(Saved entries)
---*---

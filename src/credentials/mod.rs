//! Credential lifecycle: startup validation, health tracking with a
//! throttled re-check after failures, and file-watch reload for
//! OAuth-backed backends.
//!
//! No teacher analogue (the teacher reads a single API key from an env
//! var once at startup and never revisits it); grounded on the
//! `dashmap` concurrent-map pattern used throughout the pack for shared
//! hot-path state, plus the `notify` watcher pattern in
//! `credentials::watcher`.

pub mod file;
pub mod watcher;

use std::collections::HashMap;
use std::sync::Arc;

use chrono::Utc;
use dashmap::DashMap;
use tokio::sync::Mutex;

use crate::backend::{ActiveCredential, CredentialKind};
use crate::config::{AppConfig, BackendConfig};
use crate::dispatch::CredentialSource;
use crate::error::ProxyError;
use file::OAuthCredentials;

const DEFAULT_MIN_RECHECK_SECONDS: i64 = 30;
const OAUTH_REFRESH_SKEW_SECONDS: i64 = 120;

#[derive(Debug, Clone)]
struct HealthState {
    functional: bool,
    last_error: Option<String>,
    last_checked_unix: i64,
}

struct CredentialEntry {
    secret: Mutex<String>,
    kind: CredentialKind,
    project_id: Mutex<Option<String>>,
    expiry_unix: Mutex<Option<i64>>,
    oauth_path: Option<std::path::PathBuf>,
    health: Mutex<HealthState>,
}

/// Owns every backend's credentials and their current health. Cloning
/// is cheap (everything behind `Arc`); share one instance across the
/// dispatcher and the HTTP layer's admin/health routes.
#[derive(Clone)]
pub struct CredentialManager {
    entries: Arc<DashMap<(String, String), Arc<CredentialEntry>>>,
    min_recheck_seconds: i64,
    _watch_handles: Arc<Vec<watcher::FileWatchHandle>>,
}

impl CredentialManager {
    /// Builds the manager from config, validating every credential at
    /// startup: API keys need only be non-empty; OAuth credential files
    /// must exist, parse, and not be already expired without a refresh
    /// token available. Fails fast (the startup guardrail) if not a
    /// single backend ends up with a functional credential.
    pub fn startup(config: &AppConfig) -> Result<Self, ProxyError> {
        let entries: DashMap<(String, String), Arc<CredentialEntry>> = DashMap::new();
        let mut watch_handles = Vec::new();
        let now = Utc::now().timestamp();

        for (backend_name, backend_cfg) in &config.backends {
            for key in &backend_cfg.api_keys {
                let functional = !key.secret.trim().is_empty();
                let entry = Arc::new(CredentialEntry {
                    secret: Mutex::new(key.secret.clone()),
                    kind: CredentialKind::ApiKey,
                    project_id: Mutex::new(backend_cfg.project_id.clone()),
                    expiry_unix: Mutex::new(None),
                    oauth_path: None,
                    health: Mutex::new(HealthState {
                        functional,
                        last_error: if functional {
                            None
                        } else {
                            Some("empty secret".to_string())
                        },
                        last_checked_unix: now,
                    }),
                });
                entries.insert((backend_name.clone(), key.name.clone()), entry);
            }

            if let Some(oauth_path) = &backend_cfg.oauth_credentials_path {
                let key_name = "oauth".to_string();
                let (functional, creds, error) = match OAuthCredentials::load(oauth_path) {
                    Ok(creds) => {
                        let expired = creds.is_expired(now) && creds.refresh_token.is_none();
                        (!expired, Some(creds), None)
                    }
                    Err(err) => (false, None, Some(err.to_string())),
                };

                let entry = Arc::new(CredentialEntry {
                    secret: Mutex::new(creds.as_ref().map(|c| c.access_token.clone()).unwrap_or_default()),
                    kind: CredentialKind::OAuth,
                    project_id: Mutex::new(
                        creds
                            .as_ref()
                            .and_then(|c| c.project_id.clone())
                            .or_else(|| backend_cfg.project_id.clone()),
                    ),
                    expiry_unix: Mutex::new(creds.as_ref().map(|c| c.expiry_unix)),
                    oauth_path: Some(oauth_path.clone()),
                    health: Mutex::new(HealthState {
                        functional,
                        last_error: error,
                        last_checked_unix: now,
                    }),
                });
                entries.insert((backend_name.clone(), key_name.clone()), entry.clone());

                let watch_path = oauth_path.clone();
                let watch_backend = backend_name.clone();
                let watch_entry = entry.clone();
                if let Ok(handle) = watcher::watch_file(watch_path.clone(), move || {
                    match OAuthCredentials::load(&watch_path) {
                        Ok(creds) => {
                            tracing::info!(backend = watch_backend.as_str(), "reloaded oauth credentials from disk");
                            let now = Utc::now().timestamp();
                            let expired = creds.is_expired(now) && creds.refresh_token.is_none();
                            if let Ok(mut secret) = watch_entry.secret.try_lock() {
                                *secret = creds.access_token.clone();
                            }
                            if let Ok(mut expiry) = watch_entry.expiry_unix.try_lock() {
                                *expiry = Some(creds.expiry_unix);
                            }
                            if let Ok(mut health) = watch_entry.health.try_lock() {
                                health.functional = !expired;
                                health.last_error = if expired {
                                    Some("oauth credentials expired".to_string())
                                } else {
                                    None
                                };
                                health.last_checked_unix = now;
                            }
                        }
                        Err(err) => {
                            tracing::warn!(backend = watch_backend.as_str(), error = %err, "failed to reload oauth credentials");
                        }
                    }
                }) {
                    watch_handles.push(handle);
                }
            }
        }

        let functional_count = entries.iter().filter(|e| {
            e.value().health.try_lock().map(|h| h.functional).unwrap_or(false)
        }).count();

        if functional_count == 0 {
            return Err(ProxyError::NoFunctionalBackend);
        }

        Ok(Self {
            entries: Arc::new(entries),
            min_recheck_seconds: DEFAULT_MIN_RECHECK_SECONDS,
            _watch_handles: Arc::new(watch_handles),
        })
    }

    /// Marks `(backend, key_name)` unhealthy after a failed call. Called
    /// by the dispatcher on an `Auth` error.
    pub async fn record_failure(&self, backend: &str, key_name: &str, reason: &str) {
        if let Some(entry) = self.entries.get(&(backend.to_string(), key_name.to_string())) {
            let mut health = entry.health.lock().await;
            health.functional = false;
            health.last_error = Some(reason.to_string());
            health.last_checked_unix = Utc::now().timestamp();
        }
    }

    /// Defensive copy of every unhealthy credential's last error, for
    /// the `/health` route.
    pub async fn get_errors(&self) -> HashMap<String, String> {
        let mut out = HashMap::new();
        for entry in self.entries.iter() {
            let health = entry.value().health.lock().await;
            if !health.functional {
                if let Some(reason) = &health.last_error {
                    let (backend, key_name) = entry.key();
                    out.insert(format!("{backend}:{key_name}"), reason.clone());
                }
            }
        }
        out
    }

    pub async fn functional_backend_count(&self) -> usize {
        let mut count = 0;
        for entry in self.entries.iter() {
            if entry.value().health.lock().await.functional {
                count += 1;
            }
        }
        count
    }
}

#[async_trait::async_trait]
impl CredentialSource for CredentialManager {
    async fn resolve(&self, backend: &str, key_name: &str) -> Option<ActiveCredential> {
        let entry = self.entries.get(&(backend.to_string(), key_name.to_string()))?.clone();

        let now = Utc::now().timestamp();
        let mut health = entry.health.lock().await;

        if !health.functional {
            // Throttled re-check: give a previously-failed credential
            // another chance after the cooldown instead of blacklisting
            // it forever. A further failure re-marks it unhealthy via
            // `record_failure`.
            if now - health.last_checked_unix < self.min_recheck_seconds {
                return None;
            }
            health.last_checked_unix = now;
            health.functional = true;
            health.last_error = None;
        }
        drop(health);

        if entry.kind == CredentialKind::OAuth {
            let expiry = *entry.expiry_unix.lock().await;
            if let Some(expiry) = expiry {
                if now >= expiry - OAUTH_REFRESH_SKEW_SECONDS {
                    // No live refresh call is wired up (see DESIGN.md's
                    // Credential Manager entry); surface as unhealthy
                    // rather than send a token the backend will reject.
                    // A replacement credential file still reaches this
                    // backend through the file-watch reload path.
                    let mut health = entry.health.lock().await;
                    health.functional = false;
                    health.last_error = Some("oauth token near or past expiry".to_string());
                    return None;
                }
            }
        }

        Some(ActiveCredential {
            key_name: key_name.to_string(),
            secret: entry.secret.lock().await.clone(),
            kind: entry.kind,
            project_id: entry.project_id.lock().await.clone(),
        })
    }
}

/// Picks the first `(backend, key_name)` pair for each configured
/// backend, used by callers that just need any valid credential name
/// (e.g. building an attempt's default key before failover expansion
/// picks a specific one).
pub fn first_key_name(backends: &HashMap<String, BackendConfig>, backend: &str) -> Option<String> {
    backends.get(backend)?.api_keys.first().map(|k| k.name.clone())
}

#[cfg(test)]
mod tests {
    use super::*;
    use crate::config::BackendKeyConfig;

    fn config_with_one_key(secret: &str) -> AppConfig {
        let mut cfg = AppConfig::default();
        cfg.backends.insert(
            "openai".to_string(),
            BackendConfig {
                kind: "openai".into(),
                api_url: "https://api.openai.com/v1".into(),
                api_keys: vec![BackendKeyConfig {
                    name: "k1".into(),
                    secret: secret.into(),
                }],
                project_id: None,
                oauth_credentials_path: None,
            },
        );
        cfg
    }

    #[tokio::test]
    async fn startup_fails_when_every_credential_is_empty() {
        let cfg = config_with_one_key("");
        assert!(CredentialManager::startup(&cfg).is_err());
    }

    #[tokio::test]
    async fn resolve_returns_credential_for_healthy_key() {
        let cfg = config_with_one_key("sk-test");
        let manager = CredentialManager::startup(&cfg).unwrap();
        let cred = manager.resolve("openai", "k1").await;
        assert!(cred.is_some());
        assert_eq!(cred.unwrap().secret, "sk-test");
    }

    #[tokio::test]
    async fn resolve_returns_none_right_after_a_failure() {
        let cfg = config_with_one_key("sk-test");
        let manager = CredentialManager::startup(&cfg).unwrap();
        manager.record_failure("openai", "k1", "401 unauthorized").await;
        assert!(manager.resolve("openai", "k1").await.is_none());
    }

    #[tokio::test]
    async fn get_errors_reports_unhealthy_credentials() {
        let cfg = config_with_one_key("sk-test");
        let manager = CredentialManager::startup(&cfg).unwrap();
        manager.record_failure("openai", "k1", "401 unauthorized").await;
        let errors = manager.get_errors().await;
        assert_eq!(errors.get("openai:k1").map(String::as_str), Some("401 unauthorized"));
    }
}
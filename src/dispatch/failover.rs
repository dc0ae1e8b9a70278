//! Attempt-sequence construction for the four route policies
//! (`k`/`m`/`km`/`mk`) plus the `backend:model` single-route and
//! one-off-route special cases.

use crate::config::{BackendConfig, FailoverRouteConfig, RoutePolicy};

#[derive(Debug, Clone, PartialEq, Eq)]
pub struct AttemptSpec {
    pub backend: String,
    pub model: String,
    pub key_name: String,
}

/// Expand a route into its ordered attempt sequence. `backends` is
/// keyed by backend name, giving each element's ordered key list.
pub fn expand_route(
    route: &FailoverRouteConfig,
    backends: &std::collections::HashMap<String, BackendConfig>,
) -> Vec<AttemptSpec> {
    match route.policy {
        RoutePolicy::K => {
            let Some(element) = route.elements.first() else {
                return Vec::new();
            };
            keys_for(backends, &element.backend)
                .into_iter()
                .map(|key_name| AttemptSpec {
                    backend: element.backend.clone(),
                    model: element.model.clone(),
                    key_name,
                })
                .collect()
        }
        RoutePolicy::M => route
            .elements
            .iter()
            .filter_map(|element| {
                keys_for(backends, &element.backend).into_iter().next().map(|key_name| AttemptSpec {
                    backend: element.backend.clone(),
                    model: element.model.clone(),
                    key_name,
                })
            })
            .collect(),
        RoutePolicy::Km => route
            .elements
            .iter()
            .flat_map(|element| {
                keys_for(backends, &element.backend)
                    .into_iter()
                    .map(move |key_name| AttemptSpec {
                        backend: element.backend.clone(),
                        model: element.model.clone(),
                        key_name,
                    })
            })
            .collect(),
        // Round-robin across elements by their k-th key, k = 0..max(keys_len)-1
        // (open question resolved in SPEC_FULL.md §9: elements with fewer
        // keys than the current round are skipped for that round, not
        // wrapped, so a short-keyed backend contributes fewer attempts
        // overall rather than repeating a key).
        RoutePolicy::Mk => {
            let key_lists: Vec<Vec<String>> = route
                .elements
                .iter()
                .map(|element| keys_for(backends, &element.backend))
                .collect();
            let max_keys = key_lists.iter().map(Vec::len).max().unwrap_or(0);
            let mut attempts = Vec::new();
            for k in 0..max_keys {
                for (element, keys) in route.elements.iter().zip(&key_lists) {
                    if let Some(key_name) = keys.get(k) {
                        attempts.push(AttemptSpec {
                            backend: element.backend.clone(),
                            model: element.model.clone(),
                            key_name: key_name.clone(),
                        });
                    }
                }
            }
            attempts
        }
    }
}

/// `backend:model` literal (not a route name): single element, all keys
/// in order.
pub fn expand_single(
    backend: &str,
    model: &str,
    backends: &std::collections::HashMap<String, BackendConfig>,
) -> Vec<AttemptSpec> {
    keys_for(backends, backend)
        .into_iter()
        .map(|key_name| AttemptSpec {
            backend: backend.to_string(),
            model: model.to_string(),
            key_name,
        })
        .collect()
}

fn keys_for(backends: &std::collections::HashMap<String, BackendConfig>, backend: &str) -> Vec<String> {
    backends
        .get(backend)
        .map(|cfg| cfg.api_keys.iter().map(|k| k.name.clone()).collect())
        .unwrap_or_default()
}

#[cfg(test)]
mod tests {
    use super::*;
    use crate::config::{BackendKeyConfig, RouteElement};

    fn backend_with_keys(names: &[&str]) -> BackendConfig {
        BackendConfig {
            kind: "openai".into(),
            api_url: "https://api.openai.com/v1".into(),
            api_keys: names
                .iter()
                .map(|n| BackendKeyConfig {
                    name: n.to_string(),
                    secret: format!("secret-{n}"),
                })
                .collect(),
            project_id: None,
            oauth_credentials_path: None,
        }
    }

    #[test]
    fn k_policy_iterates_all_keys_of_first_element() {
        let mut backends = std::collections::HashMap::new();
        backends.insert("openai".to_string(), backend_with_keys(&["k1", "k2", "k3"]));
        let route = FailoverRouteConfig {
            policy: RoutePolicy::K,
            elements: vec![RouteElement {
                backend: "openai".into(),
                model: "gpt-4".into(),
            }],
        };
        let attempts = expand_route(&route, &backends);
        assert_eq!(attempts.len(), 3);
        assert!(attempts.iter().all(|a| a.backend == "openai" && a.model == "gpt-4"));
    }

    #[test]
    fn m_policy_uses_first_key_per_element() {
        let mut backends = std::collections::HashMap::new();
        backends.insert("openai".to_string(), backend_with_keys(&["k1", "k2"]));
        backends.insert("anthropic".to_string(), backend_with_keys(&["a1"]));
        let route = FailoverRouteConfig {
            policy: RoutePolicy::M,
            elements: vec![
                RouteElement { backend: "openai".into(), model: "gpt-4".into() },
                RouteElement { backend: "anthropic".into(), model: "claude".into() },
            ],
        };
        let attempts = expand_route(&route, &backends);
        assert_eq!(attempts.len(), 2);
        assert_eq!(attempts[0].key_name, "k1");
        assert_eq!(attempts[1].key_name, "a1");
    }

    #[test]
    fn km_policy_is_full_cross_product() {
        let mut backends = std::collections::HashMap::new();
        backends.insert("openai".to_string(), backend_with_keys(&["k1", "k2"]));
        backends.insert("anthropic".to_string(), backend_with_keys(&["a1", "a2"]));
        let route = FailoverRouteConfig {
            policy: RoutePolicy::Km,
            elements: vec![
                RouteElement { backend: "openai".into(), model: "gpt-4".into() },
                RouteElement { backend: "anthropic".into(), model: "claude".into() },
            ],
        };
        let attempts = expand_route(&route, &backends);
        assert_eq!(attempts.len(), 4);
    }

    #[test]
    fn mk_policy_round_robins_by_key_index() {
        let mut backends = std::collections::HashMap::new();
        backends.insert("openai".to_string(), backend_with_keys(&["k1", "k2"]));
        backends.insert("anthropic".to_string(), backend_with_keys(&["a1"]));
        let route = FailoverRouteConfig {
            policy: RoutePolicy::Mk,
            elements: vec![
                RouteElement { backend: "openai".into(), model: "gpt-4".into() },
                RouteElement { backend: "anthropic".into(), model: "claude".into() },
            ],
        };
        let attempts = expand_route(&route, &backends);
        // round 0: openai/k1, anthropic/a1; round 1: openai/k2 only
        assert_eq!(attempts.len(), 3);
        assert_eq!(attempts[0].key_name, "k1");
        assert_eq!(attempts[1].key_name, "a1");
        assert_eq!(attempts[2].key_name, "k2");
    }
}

---*---

## Problem requirements:
Please determine how many lines of the records above include the word "match", replying with a number alone.

## Task result:
3